We have recently discovered that MIF-S is absent in two major shale formations in the Pilbara Craton, Australia: the 2.76 Ga Hardey lacustrine shales and the 2.92 Ga Mosquito Creek marine shales. The S/C relationships of these shales and morphologies of the pyrite crystals suggest that the pyrite crystals were products of bacterial sulfate reduction in the overlying water bodies or in pore water of sediments. We have also recognized that the mineralogical and geochemical characteristics (e.g., concentration ratios among S, organic C, N, Fe, P, V, U, Mo; isotope ratios of C, N, and S) of many major Archean and Paleoproterozoic black shale formations are essentially the same as those of Phanerozoic black shales.

Based on these data, we conclude that the Archean sulfur cycle was essentially the same as today.

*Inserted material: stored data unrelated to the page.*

//! Action and condition blocks shared by listeners and listener rules

use std::sync::LazyLock;

use carina_core::resource::Value;
use carina_core::schema::{AttributeSchema, AttributeType, SuppressContext, types};
use regex::Regex;

use super::{int_range, string_set};
use crate::utils::{Attrs, get_block, get_blocks, get_str};

pub const ACTION_TYPES: &[&str] = &[
    "forward",
    "redirect",
    "fixed-response",
    "authenticate-cognito",
    "authenticate-oidc",
];

static STATUS_CODE_RE: LazyLock<Regex> =
    LazyLock::new(|| Regex::new(r"^[245]\d\d$").expect("static status code pattern"));

fn unless_type(ctx: &SuppressContext<'_>, action_type: &str) -> bool {
    ctx.sibling_str("type") != Some(action_type)
}

fn fixed_response_status() -> AttributeType {
    AttributeType::Custom {
        name: "FixedResponseStatusCode".to_string(),
        base: Box::new(AttributeType::String),
        validate: |value| match value {
            Value::String(s) if STATUS_CODE_RE.is_match(s) => Ok(()),
            Value::String(s) => Err(format!("'{}' is not a 2XX, 4XX or 5XX status code", s)),
            _ => Err("Expected string".to_string()),
        },
    }
}

fn forward_block() -> AttributeType {
    AttributeType::block(
        "Forward",
        vec![
            AttributeSchema::new(
                "target_group",
                AttributeType::Set(Box::new(AttributeType::block(
                    "WeightedTargetGroup",
                    vec![
                        AttributeSchema::new("arn", types::arn()).required(),
                        AttributeSchema::new("weight", int_range!(0, 999))
                            .with_default(Value::Int(1)),
                    ],
                ))),
            )
            .required()
            .with_min_items(1)
            .with_max_items(5),
            AttributeSchema::new(
                "stickiness",
                AttributeType::block(
                    "ForwardStickiness",
                    vec![
                        AttributeSchema::new("duration", int_range!(1, 604800)).required(),
                        AttributeSchema::new("enabled", AttributeType::Bool)
                            .with_default(Value::Bool(false)),
                    ],
                ),
            ),
        ],
    )
}

fn redirect_block() -> AttributeType {
    let placeholder = |name: &str, default: &str| {
        AttributeSchema::new(name, AttributeType::String).with_default(Value::String(default.to_string()))
    };
    AttributeType::block(
        "Redirect",
        vec![
            placeholder("host", "#{host}"),
            placeholder("path", "/#{path}"),
            placeholder("port", "#{port}"),
            AttributeSchema::new("protocol", AttributeType::enum_of(&["#{protocol}", "HTTP", "HTTPS"]))
                .with_default(Value::String("#{protocol}".to_string())),
            placeholder("query", "#{query}"),
            AttributeSchema::new("status_code", AttributeType::enum_of(&["HTTP_301", "HTTP_302"]))
                .required(),
        ],
    )
}

fn fixed_response_block() -> AttributeType {
    AttributeType::block(
        "FixedResponse",
        vec![
            AttributeSchema::new(
                "content_type",
                AttributeType::enum_of(&[
                    "text/plain",
                    "text/css",
                    "text/html",
                    "application/javascript",
                    "application/json",
                ]),
            )
            .required(),
            AttributeSchema::new("message_body", AttributeType::String),
            AttributeSchema::new("status_code", fixed_response_status()),
        ],
    )
}

/// Fields both authentication actions share
fn authenticate_common() -> Vec<AttributeSchema> {
    vec![
        AttributeSchema::new(
            "authentication_request_extra_params",
            AttributeType::Map(Box::new(AttributeType::String)),
        ),
        AttributeSchema::new(
            "on_unauthenticated_request",
            AttributeType::enum_of(&["deny", "allow", "authenticate"]),
        ),
        AttributeSchema::new("scope", AttributeType::String),
        AttributeSchema::new("session_cookie_name", AttributeType::String),
        AttributeSchema::new("session_timeout", AttributeType::Int),
    ]
}

fn authenticate_cognito_block() -> AttributeType {
    let mut fields = vec![
        AttributeSchema::new("user_pool_arn", types::arn()).required(),
        AttributeSchema::new("user_pool_client_id", AttributeType::String).required(),
        AttributeSchema::new("user_pool_domain", AttributeType::String).required(),
    ];
    fields.extend(authenticate_common());
    AttributeType::block("AuthenticateCognito", fields)
}

fn authenticate_oidc_block() -> AttributeType {
    let mut fields = vec![
        AttributeSchema::new("authorization_endpoint", AttributeType::String).required(),
        AttributeSchema::new("client_id", AttributeType::String).required(),
        AttributeSchema::new("client_secret", AttributeType::String)
            .required()
            .write_only(),
        AttributeSchema::new("issuer", AttributeType::String).required(),
        AttributeSchema::new("token_endpoint", AttributeType::String).required(),
        AttributeSchema::new("user_info_endpoint", AttributeType::String).required(),
    ];
    fields.extend(authenticate_common());
    AttributeType::block("AuthenticateOidc", fields)
}

/// Schema of one action block
pub fn action_type() -> AttributeType {
    AttributeType::block(
        "Action",
        vec![
            AttributeSchema::new("type", AttributeType::enum_of(ACTION_TYPES)).required(),
            AttributeSchema::new("order", int_range!(1, 50000))
                .with_description("Defaults to the position of the action (1-based)"),
            AttributeSchema::new("target_group_arn", types::arn())
                .with_diff_suppress(|ctx| unless_type(ctx, "forward")),
            AttributeSchema::new("forward", forward_block())
                .with_diff_suppress(|ctx| unless_type(ctx, "forward")),
            AttributeSchema::new("redirect", redirect_block())
                .with_diff_suppress(|ctx| unless_type(ctx, "redirect")),
            AttributeSchema::new("fixed_response", fixed_response_block())
                .with_diff_suppress(|ctx| unless_type(ctx, "fixed-response")),
            AttributeSchema::new("authenticate_cognito", authenticate_cognito_block())
                .with_diff_suppress(|ctx| unless_type(ctx, "authenticate-cognito")),
            AttributeSchema::new("authenticate_oidc", authenticate_oidc_block())
                .with_diff_suppress(|ctx| unless_type(ctx, "authenticate-oidc")),
        ],
    )
}

/// Ordered list of actions, at least one
pub fn actions_attribute(name: &str) -> AttributeSchema {
    AttributeSchema::new(name, AttributeType::List(Box::new(action_type())))
        .required()
        .with_min_items(1)
}

// =============================================================================
// Conditions
// =============================================================================

pub const CONDITION_FIELDS: &[&str] = &[
    "host_header",
    "http_header",
    "http_request_method",
    "path_pattern",
    "query_string",
    "source_ip",
];

fn values_block(name: &str, values: AttributeType) -> AttributeType {
    AttributeType::block(
        name,
        vec![AttributeSchema::new("values", values).required().with_min_items(1)],
    )
}

/// Schema of one rule condition block
pub fn condition_type() -> AttributeType {
    AttributeType::block(
        "Condition",
        vec![
            AttributeSchema::new("host_header", values_block("HostHeader", string_set())),
            AttributeSchema::new(
                "http_header",
                AttributeType::block(
                    "HttpHeader",
                    vec![
                        AttributeSchema::new("http_header_name", AttributeType::String).required(),
                        AttributeSchema::new("values", string_set())
                            .required()
                            .with_min_items(1),
                    ],
                ),
            ),
            AttributeSchema::new(
                "http_request_method",
                values_block("HttpRequestMethod", string_set()),
            ),
            AttributeSchema::new("path_pattern", values_block("PathPattern", string_set())),
            AttributeSchema::new(
                "query_string",
                AttributeType::Set(Box::new(AttributeType::block(
                    "QueryString",
                    vec![
                        AttributeSchema::new("key", AttributeType::String),
                        AttributeSchema::new("value", AttributeType::String).required(),
                    ],
                ))),
            )
            .with_min_items(1),
            AttributeSchema::new(
                "source_ip",
                values_block("SourceIp", AttributeType::Set(Box::new(types::cidr()))),
            ),
        ],
    )
}

// =============================================================================
// Validation
// =============================================================================

/// Checks the action blocks of `key` for consistency between `type` and its sub-blocks
pub fn validate_actions(attrs: &Attrs, key: &str) -> Result<(), String> {
    for (index, action) in get_blocks(attrs, key).into_iter().enumerate() {
        validate_action(action).map_err(|e| format!("{}[{}]: {}", key, index, e))?;
    }
    Ok(())
}

fn validate_action(action: &Attrs) -> Result<(), String> {
    let Some(action_type) = get_str(action, "type") else {
        return Ok(());
    };

    let blocks = [
        ("forward", "forward"),
        ("redirect", "redirect"),
        ("fixed-response", "fixed_response"),
        ("authenticate-cognito", "authenticate_cognito"),
        ("authenticate-oidc", "authenticate_oidc"),
    ];
    for (block_type, block) in blocks {
        let present = action.contains_key(block);
        if block_type == action_type {
            if !present && block_type != "forward" {
                return Err(format!("{} is required for action type \"{}\"", block, action_type));
            }
        } else if present {
            return Err(format!(
                "{} cannot be specified for action type \"{}\"",
                block, action_type
            ));
        }
    }

    if action_type == "forward" {
        let target_group_arn = action.get("target_group_arn");
        let forward = get_block(action, "forward");
        match (target_group_arn, forward) {
            (None, None) => {
                return Err(
                    "forward actions need either target_group_arn or a forward block".to_string(),
                );
            }
            (Some(arn), Some(forward)) => {
                let groups = get_blocks(forward, "target_group");
                let same = groups.len() == 1 && groups[0].get("arn") == Some(arn);
                if !same {
                    return Err(
                        "target_group_arn and forward must name the same single target group"
                            .to_string(),
                    );
                }
            }
            _ => {}
        }
    } else if action.contains_key("target_group_arn") {
        return Err(format!(
            "target_group_arn cannot be specified for action type \"{}\"",
            action_type
        ));
    }

    Ok(())
}

/// Each condition block sets exactly one kind of condition
pub fn validate_conditions(attrs: &Attrs, key: &str) -> Result<(), String> {
    for (index, condition) in get_blocks(attrs, key).into_iter().enumerate() {
        let set: Vec<&str> = CONDITION_FIELDS
            .iter()
            .copied()
            .filter(|f| condition.contains_key(*f))
            .collect();
        if set.len() != 1 {
            return Err(format!(
                "{}[{}]: exactly one of {} must be set, got {}",
                key,
                index,
                CONDITION_FIELDS.join(", "),
                if set.is_empty() {
                    "none".to_string()
                } else {
                    set.join(", ")
                }
            ));
        }
    }
    Ok(())
}

#[cfg(test)]
mod tests {
    use super::*;
    use std::collections::HashMap;

    fn map(pairs: Vec<(&str, Value)>) -> Value {
        Value::Map(pairs.into_iter().map(|(k, v)| (k.to_string(), v)).collect())
    }

    fn s(v: &str) -> Value {
        Value::String(v.to_string())
    }

    const TG: &str = "arn:aws:elasticloadbalancing:us-east-1:123456789012:targetgroup/web/1";

    fn with_actions(actions: Vec<Value>) -> Attrs {
        let mut attrs = HashMap::new();
        attrs.insert("default_action".to_string(), Value::List(actions));
        attrs
    }

    #[test]
    fn forward_needs_a_target() {
        let attrs = with_actions(vec![map(vec![("type", s("forward"))])]);
        let err = validate_actions(&attrs, "default_action").unwrap_err();
        assert!(err.starts_with("default_action[0]:"));

        let attrs = with_actions(vec![map(vec![("type", s("forward")), ("target_group_arn", s(TG))])]);
        assert!(validate_actions(&attrs, "default_action").is_ok());
    }

    #[test]
    fn forward_block_must_agree_with_target_group_arn() {
        let forward = |arn: &str| {
            map(vec![(
                "target_group",
                Value::List(vec![map(vec![("arn", s(arn))])]),
            )])
        };
        let ok = with_actions(vec![map(vec![
            ("type", s("forward")),
            ("target_group_arn", s(TG)),
            ("forward", forward(TG)),
        ])]);
        assert!(validate_actions(&ok, "default_action").is_ok());

        let bad = with_actions(vec![map(vec![
            ("type", s("forward")),
            ("target_group_arn", s(TG)),
            ("forward", forward("arn:aws:elasticloadbalancing:us-east-1:123456789012:targetgroup/other/2")),
        ])]);
        assert!(validate_actions(&bad, "default_action").is_err());
    }

    #[test]
    fn blocks_must_match_type() {
        let attrs = with_actions(vec![map(vec![
            ("type", s("redirect")),
            ("fixed_response", map(vec![("content_type", s("text/plain"))])),
        ])]);
        let err = validate_actions(&attrs, "default_action").unwrap_err();
        assert!(err.contains("redirect is required"));

        let attrs = with_actions(vec![map(vec![
            ("type", s("fixed-response")),
            ("fixed_response", map(vec![("content_type", s("text/plain"))])),
            ("target_group_arn", s(TG)),
        ])]);
        let err = validate_actions(&attrs, "default_action").unwrap_err();
        assert!(err.contains("target_group_arn cannot be specified"));
    }

    #[test]
    fn conditions_need_exactly_one_kind() {
        let mut attrs = HashMap::new();
        attrs.insert(
            "condition".to_string(),
            Value::List(vec![map(vec![
                ("host_header", map(vec![("values", Value::List(vec![s("a.example.com")]))])),
                ("path_pattern", map(vec![("values", Value::List(vec![s("/api/*")]))])),
            ])]),
        );
        let err = validate_conditions(&attrs, "condition").unwrap_err();
        assert!(err.contains("host_header, path_pattern"));
    }

    #[test]
    fn status_code_pattern() {
        let t = fixed_response_status();
        assert!(t.validate(&s("503")).is_ok());
        assert!(t.validate(&s("302")).is_err());
    }
}
//! elbv2.load_balancer data source

use carina_core::provider::ProviderResult;
use carina_core::resource::{ResourceId, State};

use super::{arn_or_name, found, has_tags, single};
use crate::provider::Elbv2Provider;
use crate::resources::{existing, load_balancer::flatten_load_balancer};
use crate::utils::{Attrs, api_error};

pub async fn read(provider: &Elbv2Provider, id: &ResourceId, attrs: &Attrs) -> ProviderResult<State> {
    let candidates = found(
        provider.api.describe_load_balancers(arn_or_name(attrs)).await,
        id,
        "load balancer",
    )?;

    let mut matches = Vec::new();
    for lb in candidates {
        let tags = provider
            .api
            .describe_tags(&lb.arn)
            .await
            .map_err(api_error(id, "listing load balancer tags"))?;
        if has_tags(attrs, &tags) {
            matches.push((lb, tags));
        }
    }
    let (lb, tags) = single(matches, id, "load balancer")?;

    let api_attributes = provider
        .api
        .describe_load_balancer_attributes(&lb.arn)
        .await
        .map_err(api_error(id, "describing load balancer attributes"))?;
    Ok(existing(id, &lb.arn, flatten_load_balancer(&lb, &api_attributes, &tags)))
}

For the connection between the atmospheric pO2 level and MIF-S, we suggest the following three possibilities: (1) The atmospheric pO2 level frequently fluctuated from anoxic to oxic during the Archean; (2) The atmosphere remained oxic since ~3.8 Ga, and the MIF-S signatures represent periods when volcanic eruptions ejected large volumes of SO2 to the stratosphere; and (3) The atmospheric pO2 history was not linked to the geologic record of MIF-S.